Como mostrado pela Gazeta do Povo, desde que as restrições se iniciaram no Rio de Janeiro por ordem do STF, em março de 2020, lideranças do tráfico passaram a fortalecer e ampliar suas posições, principalmente por meio da instalação de centenas de barricadas para impedir o avanço de viaturas; aumentar seus arsenais de guerra; e receber traficantes de outros estados, que agora percebem os morros fluminenses como locais seguros para permanecerem impunes enquanto comandam o crime em seus estados de origem. A condição segura para o crime também aumentou a frequência dos treinamentos com táticas de guerrilha feitos pelos traficantes.

“O PSB e as ONGs estão brigando muito para proibir operações policiais, proibir o uso de aeronaves, etc. Quando se tem um partido que vai ao mais alto órgão do poder Judiciário fazer pedidos que interessam às organizações criminosas, obviamente quando algum representante desse partido chega nas favelas vai ser recebido com um tapete estendido”, diz o membro da PCERJ.
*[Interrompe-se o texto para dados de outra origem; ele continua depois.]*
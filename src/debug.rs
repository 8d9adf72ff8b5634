//! Breakpoints, watchpoints and the execution trace.
//!
//! The engine hands the [`DebugInterface`] a value-copied [`EngineSnapshot`]
//! after every completed cycle. Breakpoint predicates only ever see that
//! copy, never live engine state.
//!
//! Breakpoints come in two flavours: arbitrary closures and parsed text
//! conditions of the form `<operand> <op> <number>`:
//!
//! ```text
//! cycle >= 1000
//! time > 0.5
//! data == 0x2A
//! control.write != 0
//! ```

use serde::{Deserialize, Serialize};
use serde_json::Value;
use std::collections::{BTreeMap, VecDeque};
use std::fmt;

use crate::bus::BusMap;
use crate::error::{SimError, SimResult};
use crate::types::SimTime;

/// Copy of the observable engine state at the end of a cycle.
#[derive(Debug, Clone, PartialEq, Serialize, Deserialize)]
pub struct EngineSnapshot {
    pub cycle: u64,
    pub simulation_time: SimTime,
    /// Line values keyed by `bus.line`
    pub signals: BTreeMap<String, u64>,
    /// Bus values as returned by `read_bus`
    pub buses: BTreeMap<String, u64>,
}

impl EngineSnapshot {
    pub fn capture(cycle: u64, simulation_time: SimTime, buses: &BusMap) -> Self {
        let mut signals = BTreeMap::new();
        let mut values = BTreeMap::new();
        for (bus_name, bus) in buses {
            values.insert(bus_name.clone(), bus.read_bus());
            for (line, signal) in bus.signals() {
                signals.insert(format!("{}.{}", bus_name, line), signal.value());
            }
        }
        EngineSnapshot {
            cycle,
            simulation_time,
            signals,
            buses: values,
        }
    }

    pub fn signal(&self, name: &str) -> Option<u64> {
        self.signals.get(name).copied()
    }

    pub fn bus(&self, name: &str) -> Option<u64> {
        self.buses.get(name).copied()
    }
}

pub type BreakpointPredicate = Box<dyn Fn(&EngineSnapshot) -> bool + Send>;

#[derive(Debug, Clone, Copy, PartialEq, Eq, Serialize, Deserialize)]
pub enum CompareOp {
    Eq,
    Ne,
    Lt,
    Le,
    Gt,
    Ge,
}

impl CompareOp {
    fn parse(text: &str) -> Option<Self> {
        match text {
            "==" => Some(CompareOp::Eq),
            "!=" => Some(CompareOp::Ne),
            "<" => Some(CompareOp::Lt),
            "<=" => Some(CompareOp::Le),
            ">" => Some(CompareOp::Gt),
            ">=" => Some(CompareOp::Ge),
            _ => None,
        }
    }

    fn holds<T: PartialOrd>(&self, lhs: T, rhs: T) -> bool {
        match self {
            CompareOp::Eq => lhs == rhs,
            CompareOp::Ne => lhs != rhs,
            CompareOp::Lt => lhs < rhs,
            CompareOp::Le => lhs <= rhs,
            CompareOp::Gt => lhs > rhs,
            CompareOp::Ge => lhs >= rhs,
        }
    }

    fn symbol(&self) -> &'static str {
        match self {
            CompareOp::Eq => "==",
            CompareOp::Ne => "!=",
            CompareOp::Lt => "<",
            CompareOp::Le => "<=",
            CompareOp::Gt => ">",
            CompareOp::Ge => ">=",
        }
    }
}

#[derive(Debug, Clone, PartialEq, Serialize, Deserialize)]
pub enum Operand {
    Cycle,
    Time,
    Bus(String),
    Signal(String),
}

impl fmt::Display for Operand {
    fn fmt(&self, f: &mut fmt::Formatter<'_>) -> fmt::Result {
        match self {
            Operand::Cycle => write!(f, "cycle"),
            Operand::Time => write!(f, "time"),
            Operand::Bus(name) | Operand::Signal(name) => write!(f, "{}", name),
        }
    }
}

/// Parsed `<operand> <op> <number>` breakpoint condition.
#[derive(Debug, Clone, PartialEq)]
pub struct BreakpointCondition {
    pub operand: Operand,
    pub op: CompareOp,
    pub threshold: f64,
    threshold_int: Option<u64>,
}

impl BreakpointCondition {
    pub fn parse(text: &str) -> SimResult<Self> {
        let fail = |reason: &str| SimError::InvalidBreakpoint {
            condition: text.to_string(),
            reason: reason.to_string(),
        };

        let start = text
            .find(['=', '!', '<', '>'])
            .ok_or_else(|| fail("missing comparison operator"))?;
        let rest = &text[start..];
        let op_len = if rest[1..].starts_with('=') { 2 } else { 1 };
        let op = CompareOp::parse(&rest[..op_len]).ok_or_else(|| fail("unknown comparison operator"))?;

        let lhs = text[..start].trim();
        let rhs = rest[op_len..].trim();
        if lhs.is_empty() {
            return Err(fail("missing operand"));
        }
        if rhs.is_empty() {
            return Err(fail("missing value"));
        }

        let operand = match lhs {
            "cycle" => Operand::Cycle,
            "time" => Operand::Time,
            name => {
                let valid = name
                    .chars()
                    .all(|c| c.is_ascii_alphanumeric() || c == '_' || c == '.');
                if !valid || name.starts_with('.') || name.ends_with('.') || name.matches('.').count() > 1 {
                    return Err(fail("operand must be cycle, time, a bus or a bus.line signal"));
                }
                if name.contains('.') {
                    Operand::Signal(name.to_string())
                } else {
                    Operand::Bus(name.to_string())
                }
            }
        };

        let threshold_int = parse_integer(rhs);
        let threshold = match threshold_int {
            Some(value) => value as f64,
            None if operand == Operand::Time => rhs.parse::<f64>().map_err(|_| fail("value is not a number"))?,
            None => return Err(fail("value is not an unsigned integer")),
        };
        if !threshold.is_finite() {
            return Err(fail("value is not finite"));
        }

        Ok(BreakpointCondition {
            operand,
            op,
            threshold,
            threshold_int,
        })
    }

    /// Unknown buses or lines never match.
    pub fn evaluate(&self, snapshot: &EngineSnapshot) -> bool {
        let actual = match &self.operand {
            Operand::Time => return self.op.holds(snapshot.simulation_time, self.threshold),
            Operand::Cycle => Some(snapshot.cycle),
            Operand::Bus(name) => snapshot.bus(name),
            Operand::Signal(name) => snapshot.signal(name),
        };
        match (actual, self.threshold_int) {
            (Some(actual), Some(threshold)) => self.op.holds(actual, threshold),
            _ => false,
        }
    }
}

impl fmt::Display for BreakpointCondition {
    fn fmt(&self, f: &mut fmt::Formatter<'_>) -> fmt::Result {
        write!(f, "{} {} {}", self.operand, self.op.symbol(), self.threshold)
    }
}

fn parse_integer(text: &str) -> Option<u64> {
    match text.strip_prefix("0x").or_else(|| text.strip_prefix("0X")) {
        Some(hex) => u64::from_str_radix(hex, 16).ok(),
        None => text.parse::<u64>().ok(),
    }
}

struct Breakpoint {
    id: u32,
    description: String,
    enabled: bool,
    hit_count: u64,
    predicate: BreakpointPredicate,
}

#[derive(Debug, Clone, PartialEq, Serialize, Deserialize)]
pub struct BreakpointInfo {
    pub id: u32,
    pub description: String,
    pub enabled: bool,
    pub hit_count: u64,
}

/// Edge-triggered: fires when the signal changed since the last evaluation
/// and now equals `trigger`.
#[derive(Debug, Clone)]
struct Watchpoint {
    id: u32,
    signal: String,
    trigger: u64,
    description: String,
    enabled: bool,
    hit_count: u64,
    last_value: Option<u64>,
}
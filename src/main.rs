use rusty_sim::circuit_config::CircuitFactory;
use rusty_sim::console::{ConsoleApp, ConsoleConfig};
use rusty_sim::{init_logging, SimulationEngine, SimulationState};
use std::sync::{Arc, Mutex};
use std::time::Duration;
use tracing::{error, info, warn};

const DEFAULT_CONFIG: &str = "configs/counter_ram.json";
const HEADLESS_CYCLE_CAP: i64 = 1000;

struct Options {
    config_path: String,
    console: bool,
    cycles: Option<i64>,
    log_level: String,
}

fn usage() -> ! {
    eprintln!("usage: rusty_sim [CONFIG.json] [--console] [--cycles N] [--log LEVEL]");
    std::process::exit(2);
}

fn parse_args() -> Options {
    let mut options = Options {
        config_path: DEFAULT_CONFIG.to_string(),
        console: false,
        cycles: None,
        log_level: "info".to_string(),
    };

    let mut args = std::env::args().skip(1);
    while let Some(arg) = args.next() {
        match arg.as_str() {
            "--console" | "-c" => options.console = true,
            "--cycles" | "-n" => {
                let value = args.next().unwrap_or_else(|| usage());
                options.cycles = Some(value.parse().unwrap_or_else(|_| usage()));
            }
            "--log" => options.log_level = args.next().unwrap_or_else(|| usage()),
            "--help" | "-h" => usage(),
            path if !path.starts_with('-') => options.config_path = path.to_string(),
            _ => usage(),
        }
    }
    options
}

fn main() {
    let options = parse_args();
    // The console owns the terminal, so keep log output quiet there.
    init_logging(if options.console { "error" } else { options.log_level.as_str() });

    if let Err(e) = run(options) {
        error!(error = %e, "simulation failed");
        eprintln!("Error: {}", e);
        std::process::exit(1);
    }
}

fn run(options: Options) -> Result<(), Box<dyn std::error::Error>> {
    let factory = CircuitFactory::new();
    let mut config = factory.load_json_config(&options.config_path)?;
    if let Some(cycles) = options.cycles {
        config.simulation.max_cycles = cycles;
    }
    if !options.console && config.simulation.max_cycles < 0 {
        info!(cap = HEADLESS_CYCLE_CAP, "unlimited run requested without console, capping cycles");
        config.simulation.max_cycles = HEADLESS_CYCLE_CAP;
    }

    let circuit = factory.create(config)?;
    let info = circuit.info();
    println!("{} v{}", info.name, info.version);
    if !info.description.is_empty() {
        println!("  {}", info.description);
    }
    println!("  Components: {}", info.component_count);
    println!("  Buses: {}", info.bus_count);

    let mut engine = circuit.into_engine();
    let report = engine.validate_setup();
    for warning in &report.warnings {
        warn!("{}", warning);
    }
    if !report.ok {
        for problem in &report.errors {
            error!("{}", problem);
        }
        return Err(format!("circuit '{}' failed validation", info.name).into());
    }

    if options.console {
        run_console(engine)
    } else {
        run_headless(&mut engine)
    }
}

fn run_headless(engine: &mut SimulationEngine) -> Result<(), Box<dyn std::error::Error>> {
    engine.start()?;
    let config = engine.config();
    // Budget: the whole run at target speed plus slack for scheduling.
    let budget = if config.real_time && config.max_cycles > 0 {
        Duration::from_secs_f64(config.max_cycles as f64 / config.clock_frequency) + Duration::from_secs(5)
    } else {
        Duration::from_secs(60)
    };

    if !engine.wait_for_stop(budget) {
        warn!(?budget, "run did not finish in time, stopping");
        engine.stop()?;
    }

    let stats = engine.statistics();
    println!("{}", serde_json::to_string_pretty(&stats)?);
    for id in engine.component_ids() {
        let registers = engine.inspect_registers(&id)?;
        if !registers.is_empty() {
            println!("{}: {:?}", id, registers);
        }
    }

    if stats.state == SimulationState::Error {
        return Err("simulation ended in the error state".into());
    }
    Ok(())
}

fn run_console(engine: SimulationEngine) -> Result<(), Box<dyn std::error::Error>> {
    let engine = Arc::new(Mutex::new(engine));
    let mut app = ConsoleApp::new(Arc::clone(&engine), ConsoleConfig::default())?;
    app.run()?;

    let mut engine = engine
        .lock()
        .map_err(|e| format!("engine lock poisoned: {}", e))?;
    engine.stop()?;
    println!("Stopped at cycle {}", engine.current_cycle());
    Ok(())
}
//! # Rusty Sim
//!
//! A cycle-stepped simulation engine for retro digital circuits.
//!
//! This library provides:
//! - Width-checked [`Signal`]s with bounded history and edge detection
//! - Named [`SimulationBus`]es with driver bookkeeping
//! - A [`SimulationEngine`] that runs components in real time or as fast as possible
//! - Breakpoints, watchpoints and a bounded trace log through [`debug`]
//! - Timed events, statistics, notifications and state export/import
//! - JSON circuit descriptions built by [`circuit_config::CircuitFactory`]

pub mod bus;
pub mod circuit_config;
pub mod component;
pub mod components;
pub mod config;
pub mod console;
pub mod debug;
pub mod engine;
pub mod error;
pub mod event;
pub mod notification;
pub mod signal;
pub mod stats;
pub mod types;

// Re-export commonly used items for easier importing
pub use bus::{BusHealth, BusState, SimulationBus};
pub use circuit_config::{Circuit, CircuitConfig, CircuitFactory};
pub use component::{BaseComponent, PortClass, PortSpec, SimComponent, StepContext};
pub use config::SimulationConfig;
pub use debug::{BreakpointCondition, EngineSnapshot, TraceEntry};
pub use engine::{EngineStateExport, SimulationEngine, SimulationState, ValidationReport};
pub use error::{ComponentError, SimError, SimResult};
pub use event::{EventContext, SimEvent};
pub use notification::SimNotification;
pub use signal::{Signal, SignalSample};
pub use stats::SimulationStatistics;
pub use types::{BitWidth, SimTime};

/// Install a `tracing` subscriber for the binary and examples.
///
/// `RUST_LOG` wins over `level` when set. Calling it twice is harmless.
///
/// ```rust,ignore
/// rusty_sim::init_logging("info");
/// ```
pub fn init_logging(level: &str) {
    use tracing_subscriber::EnvFilter;

    let filter = EnvFilter::try_from_default_env()
        .unwrap_or_else(|_| EnvFilter::new(level));

    let _ = tracing_subscriber::fmt()
        .with_env_filter(filter)
        .with_target(true)
        .with_thread_ids(false)
        .with_file(false)
        .with_line_number(false)
        .try_init();
}
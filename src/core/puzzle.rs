//! Puzzle trait for move-driven state types.
//!
//! Any immutable puzzle whose states can list their legal moves and apply
//! one to obtain a successor implements this trait. Callers that drive a
//! puzzle (replaying recorded moves, stepping through a demo) work against
//! the trait rather than a concrete state type.

use super::error::InvalidMove;
use super::peg::Move;
use super::state::PuzzleState;
use std::fmt::Debug;

/// A puzzle state that advances by applying actions.
///
/// All methods are pure. `apply` returns a new state and leaves the
/// receiver untouched.
pub trait Puzzle: Clone + PartialEq + Debug + Send + Sync {
    /// A single move in the puzzle.
    type Action: Copy + Debug;

    /// Why an action was rejected.
    type Error: std::error::Error;

    /// Actions that `apply` would accept from this state.
    fn possible_actions(&self) -> Vec<Self::Action>;

    /// Successor state after `action`.
    fn apply(&self, action: Self::Action) -> Result<Self, Self::Error>;

    /// Check if this state solves the puzzle.
    fn is_goal(&self) -> bool;
}

impl Puzzle for PuzzleState {
    type Action = Move;
    type Error = InvalidMove;

    fn possible_actions(&self) -> Vec<Move> {
        PuzzleState::possible_actions(self)
    }

    fn apply(&self, action: Move) -> Result<Self, InvalidMove> {
        self.apply_move(action)
    }

    fn is_goal(&self) -> bool {
        self.is_goal_state()
    }
}

/// Apply `actions` in order starting from `start`.
///
/// Stops at the first rejected action and returns its error.
///
/// # Example
///
/// ```rust
/// use hanoi_state::core::{replay, Move, PuzzleState};
///
/// let start = PuzzleState::initial(3, 1)?;
/// let end = replay(&start, [Move::new(0, 2)])?;
/// assert!(end.is_goal_state());
/// # Ok::<(), Box<dyn std::error::Error>>(())
/// ```
pub fn replay<P, I>(start: &P, actions: I) -> Result<P, P::Error>
where
    P: Puzzle,
    I: IntoIterator<Item = P::Action>,
{
    actions
        .into_iter()
        .try_fold(start.clone(), |state, action| state.apply(action))
}

#[cfg(test)]
mod tests {
    use super::*;

    #[test]
    fn trait_methods_delegate_to_state() {
        let state = PuzzleState::initial(3, 2).unwrap();

        assert_eq!(
            Puzzle::possible_actions(&state),
            PuzzleState::possible_actions(&state)
        );
        assert!(!state.is_goal());

        let next = state.apply(Move::new(0, 1)).unwrap();
        assert_eq!(next.stacks(), vec![vec![2], vec![1], vec![]]);
    }

    #[test]
    fn replay_applies_moves_in_order() {
        let start = PuzzleState::initial(3, 2).unwrap();
        let end = replay(
            &start,
            [Move::new(0, 1), Move::new(0, 2), Move::new(1, 2)],
        )
        .unwrap();

        assert!(end.is_goal());
        assert_eq!(end.depth(), 3);
        assert_eq!(end.root(), start);
    }

    #[test]
    fn replay_stops_at_first_rejected_move() {
        let start = PuzzleState::initial(3, 2).unwrap();
        let result = replay(
            &start,
            [Move::new(0, 1), Move::new(0, 1), Move::new(0, 2)],
        );

        assert_eq!(
            result.unwrap_err(),
            InvalidMove::DiskTooLarge {
                from: 0,
                to: 1,
                disk: 2,
                target: 1
            }
        );
    }

    #[test]
    fn replay_of_nothing_returns_start() {
        let start = PuzzleState::initial(3, 2).unwrap();
        let end = replay(&start, Vec::new()).unwrap();
        assert_eq!(end, start);
        assert_eq!(end.depth(), 0);
    }
}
Após denúncias, membros do MJSP se defendem alegando preconceito contra população pobre

O episódio da visita à Maré rendeu uma série de pedidos, vindos de parlamentares da oposição ao governo federal, para que o ministro seja convocado a explicar os detalhes da visita na Comissão de Segurança Pública e Combate ao Crime Organizado da Câmara dos Deputados.

O deputado Eduardo Bolsonaro (PL-SP) foi o primeiro a mencionar que faria o pedido de convocação do ministro. “Flávio Dino, o ministro que entra na Maré, complexo de favelas mais armado do Rio, com apenas dois carros e sem trocar tiros. Vamos convocá-lo na Comissão de Segurança Pública para explicar o nível de envolvimento dele e seu chefe, Lula, com o crime organizado carioca”, disse o parlamentar.

Na semana passada, ao reforçar o pedido para que a oposição convoque o ministro para prestar esclarecimentos, o deputado Carlos Jordy (PL-RJ) também havia mencionado a possibilidade da anuência do crime organizado.

“Como Flávio Dino consegue entrar naquele complexo sem segurança, como se estivesse indo numa padaria, na casa de um amigo? Quem mora no Rio de Janeiro sabe muito bem que quando você vai à uma favela e não é morador, você é recebido à bala se não fizer os procedimentos deles”, disse Jordy. “É o maior ponto de venda de drogas do estado do Rio de Janeiro. Ele tem que ensinar a polícia do Rio de Janeiro”, ironizou o deputado.

Já o ministro buscou enfraquecer as críticas tentando vinculá-las a um suposto preconceito contra pessoas pobres. “Representantes da extrema direita reiteraram seu ódio a lugares onde moram os mais pobres. Essa gente sem decoro não vai me impedir de ouvir a voz de quem mais precisa do Estado”, publicou Dino nas redes sociais.

Marivaldo Pereira, Secretário de Acesso à Justiça que também integra o MJSP, recorreu à mesma estratégia. “A agenda na Maré tem sido alvo de críticas da extrema direita, perpetuando preconceitos, estereótipos, contribuindo para privação do acesso a serviços públicos e direitos. Tentam, mais uma vez, intimidar um governo democraticamente eleito e a sociedade civil, mas não conseguirão”, declarou.

Para o coronel Cajueiro, no entanto, o ministro erra ao negar a realidade do amplo domínio do narcotráfico e tratar do assunto como se o problema não existisse nessas comunidades. “Há centenas de homens armados das duas facções principais que dominam o Complexo. É um cenário bastante triste, porque a maioria da população de lá, como em toda favela, não quer isso. Os traficantes tiram todos os seus direitos humanos, lá eles não têm nenhum. Para o morador, todo o artigo 5º da Constituição é rasgado pelo narcotráfico”, declara.